# Anyone in the UP (Michigan).......?



## momtomany (Sep 26, 2009)

Hubby and I are thinking of getting a vacation property in the UP that will eventually be our latelife homestead. We live on 10 acres now, would like to live on 60 plus. Looking at the Skandia area, or anywhere outside of Marquette but would like to hear about other areas...... Anyone live up there or look at properties up there? Dh wants to have sheep, I want to grow our own food......and off the grid for the most part. Looking at building our own place, bit by bit, year by year.....until we are ready to move up, and kids are older......


----------



## rxkeith (Apr 13, 2009)

we lived in the U.P. for 10 years, and still have a 40 acre farm outside of calumet that we will retire to unless something else comes up. there are some very resourceful people there. wind energy would be doable in many areas. solar is possible, but winter can be very cloudy, and overcast for days on end. calumet more so than other areas. hydro would be another possibility if you have a creek on the property. a lot of people heat with wood.
we enjoyed our time there. it helps to like playing in the snow, because there sure is a lot if it, and the winters can be long. it also helps to take a winter vacation to a warm sunny area. breaks things up a bit. good luck in your search. you will find something you like.


keith


----------



## weedlady (Sep 26, 2005)

Dh and I are doing the same thing.

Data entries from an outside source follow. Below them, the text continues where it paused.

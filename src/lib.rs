//! A rules engine for solo dungeon-crawl card games with optional `no_std` support.
//!
//! A deck is consumed room by room: spades and clubs are monsters, diamonds
//! are weapons, shields or swords, and hearts are potions. The crate provides
//! a [`Game`] type that owns the deck, the four-card room and the player, and
//! applies every rule: fights, equipment, potions, fleeing, and scoring when
//! the player dies or clears the dungeon.
//!
//! Two rule sets share one engine, picked through [`GameOptions`]:
//! [`RuleSet::Scoundrel`] with a single weapon, and
//! [`RuleSet::EndlessDungeons`] with a sword and a shield.
//!
//! # Example
//!
//! ```
//! use dungeon_deck::{AttackMode, Game, GameOptions, GameStatus};
//!
//! let mut game = Game::new(GameOptions::default(), 42);
//! game.select_attack_mode(AttackMode::Bare);
//! match game.play_card(0) {
//!     Ok(event) => println!("{event:?}"),
//!     Err(err) => println!("{err}"),
//! }
//! assert_eq!(game.status(), GameStatus::Ongoing);
//! println!("health {}, score {}", game.health(), game.score());
//! ```
#![cfg_attr(not(feature = "std"), no_std)]
#![cfg_attr(docsrs, feature(doc_cfg))]

#[cfg(all(not(feature = "std"), not(feature = "alloc")))]
compile_error!(
    "`std` is disabled but `alloc` feature is not enabled. Enable `alloc` or keep `std` enabled."
);

extern crate alloc;

pub mod card;
pub mod combat;
pub mod deck;
pub mod error;
pub mod game;
pub mod options;
pub mod result;
pub mod room;
pub mod score;

// Re-export main types
pub use card::{Card, CardKind, DECK_SIZE, Suit};
pub use combat::{AbsorbAndTrain, CombatResolver, ConsumeOnSuccess, EquippedDefense, Resolution};
pub use deck::Deck;
pub use error::ActionError;
pub use game::{AttackMode, Game, GameStatus, Snapshot};
pub use options::{CombatModel, GameOptions, RuleSet};
pub use result::{Event, GameResult, Outcome};
pub use room::{ROOM_SIZE, Room};
pub use score::{HIGH_SCORE_KEY, MemoryScoreStore, ScoreStore};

Looking for a place now for vacation home, where we will eventually retire (8 years).
We have run across several properties we like..we just need a little more cash and we need to decide on an area. We like it all!
My favorite spots are Bruce Crossing/Ontanogan and Rock.
Dh likes Cedarville and the halfway up the Keewenaw.

Plenty of elbow room up there, especially if you are willing to be off-grid. I'm not sure I want to do that-but DH may be able to convince me.

Good luck in your search.
Martha


----------



## blufford (Nov 23, 2004)

I was nosing out and here is a home with very little land but owner financing. On google maps its located at 26 North St., Wakefield.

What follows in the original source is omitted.